Interactions of Cytochrome P450 3A4 with Phospholipid Bilayer Nanodiscs

Thesis (Ph.D.)--University of Washington, 2016-08

Cytochrome P450s (CYPs) are the major drug-metabolizing enzyme in humans. Cytochrome P450 3A4 (CYP3A4), in particular, is responsible for approximately half of all CYP-mediated drug metabolism. In mammals, drug-metabolizing CYPs are membrane proteins, and molecular dynamics simulations have been performed by several groups in order to probe how the membrane influences the dynamics of the CYP structure. However, the crystal structures used in these simulations were obtained in the absence of the membrane.
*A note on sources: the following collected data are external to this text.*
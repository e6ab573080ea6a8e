//! Session identifier resolution
//!
//! The session identifier is resolved exactly once at startup: an explicit
//! identifier (CLI flag or config file) is used verbatim, otherwise a short
//! random one is generated. It is immutable for the process lifetime and is
//! only ever used as a URL path segment. No uniqueness is guaranteed beyond
//! the randomness itself.

use std::fmt;

use rand::{Rng, distributions::Alphanumeric};

/// Length of generated session identifiers
pub const SESSION_ID_LEN: usize = 8;

/// An opaque conversation session identifier
#[derive(Debug, Clone, PartialEq, Eq)]
pub struct SessionId(String);

impl SessionId {
    /// Resolve the session identifier from an optional explicit value
    ///
    /// An empty or whitespace-only explicit value is treated as absent.
    #[must_use]
    pub fn resolve(explicit: Option<&str>) -> Self {
        match explicit.map(str::trim) {
            Some(id) if !id.is_empty() => Self(id.to_string()),
            _ => {
                let id = Self::generate();
                tracing::info!(session = %id, "generated new session id");
                id
            }
        }
    }

    /// Generate a random lowercase alphanumeric session identifier
    #[must_use]
    pub fn generate() -> Self {
        let id: String = rand::thread_rng()
            .sample_iter(&Alphanumeric)
            .take(SESSION_ID_LEN)
            .map(char::from)
            .collect();
        Self(id.to_lowercase())
    }

    /// The identifier as a string slice
    #[must_use]
    pub fn as_str(&self) -> &str {
        &self.0
    }
}

impl fmt::Display for SessionId {
    fn fmt(&self, f: &mut fmt::Formatter<'_>) -> fmt::Result {
        f.write_str(&self.0)
    }
}

#[cfg(test)]
mod tests {
    use super::*;

    #[test]
    fn explicit_id_is_used_verbatim() {
        let session = SessionId::resolve(Some("abc123"));
        assert_eq!(session.as_str(), "abc123");
    }

    #[test]
    fn blank_explicit_id_falls_back_to_generation() {
        let session = SessionId::resolve(Some("   "));
        assert_eq!(session.as_str().len(), SESSION_ID_LEN);
    }

    #[test]
    fn generated_id_is_lowercase_alphanumeric() {
        let session = SessionId::generate();
        assert_eq!(session.as_str().len(), SESSION_ID_LEN);
        assert!(
            session
                .as_str()
                .chars()
                .all(|c| c.is_ascii_lowercase() || c.is_ascii_digit())
        );
    }

    #[test]
    fn generated_ids_differ() {
        // Collision is possible but vanishingly unlikely across a handful
        let ids: Vec<_> = (0..8).map(|_| SessionId::generate()).collect();
        assert!(ids.windows(2).any(|w| w[0] != w[1]));
    }
}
As such, simulations using the resolved crystal structures may not accurately represent how the membrane affects CYP dynamics and thermal stability in vivo. Experimental techniques, therefore, are necessary in order to arrive at a complete understanding of CYP-membrane interactions. Using phospholipid nanodiscs as a model membrane, stopped-flow spectroscopy was performed in order to investigate the role of the membrane in modulating the dynamics of ligand binding to CYP3A4. Evidence is presented which suggests that some hydrophobic drugs may not be required to partition into the membrane in order to bind the CYP3A4 active site. Differential scanning calorimetry (DSC) was used to probe the effects of lipid composition on CYP3A4 thermal stability. Results indicate that the stability of CYP3A4 is increased upon monomerization by nanodiscs. Furthermore, it is demonstrated that nanodisc lipid composition affects both the thermal stability and ligand binding dynamics of CYP3A4. These results highlight the utility of nanodiscs for studying interactions between mammalian CYPs and the membrane.